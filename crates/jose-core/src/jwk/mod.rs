//! This module provides types and utilities for handling JSON Web Keys (JWKs).
//!
//! ## Submodules
//!
//! - [`analyzer`]: Advisory lint passes over keys.
//! - [`bytes`]:    Public byte sequences serialized as base64url.
//! - [`checker`]:  Usage and algorithm consistency checks.
//! - [`ec`]:       Elliptic-curve keys.
//! - [`factory`]:  Key generation.
//! - [`jwk`]:      The JSON Web Key type.
//! - [`key`]:      The key types that can be contained in a JWK.
//! - [`oct`]:      Octet sequence keys.
//! - [`okp`]:      Octet Key Pairs (OKP).
//! - [`prm`]:      Parameters shared by all key types.
//! - [`rsa`]:      RSA keys.
//! - [`secret`]:   Private byte sequences.
//! - [`set`]:      JSON Web Key sets and key selection.

pub mod analyzer;
pub mod bytes;
pub mod checker;
pub mod ec;
pub mod factory;
#[allow(clippy::module_inception)]
pub mod jwk;
pub mod key;
pub mod oct;
pub mod okp;
pub mod prm;
pub mod rsa;
pub mod secret;
pub mod set;

pub use analyzer::{KeyAnalyzer, KeyAnalyzerManager, Level, Message, MessageBag};
pub use bytes::Bytes;
pub use checker::{KeyChecker, KeyUsage};
pub use ec::*;
pub use factory::JwkFactory;
pub use jwk::*;
pub use key::Key;
pub use oct::Oct;
pub use okp::*;
pub use prm::*;
pub use rsa::*;
pub use secret::Secret;
pub use set::JwkSet;
//! Symmetric primitives with fixed key-size contracts.

mod block;

pub mod aes_cbc_hmac;
pub mod aes_gcm;
pub mod aes_gcm_kw;
pub mod aes_kw;
pub mod concat_kdf;
pub mod hmac;
pub mod pbes2;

§

§ **What is being asked**: Number of lines above that include "types": state it and nothing else.

§ **Reply**: 3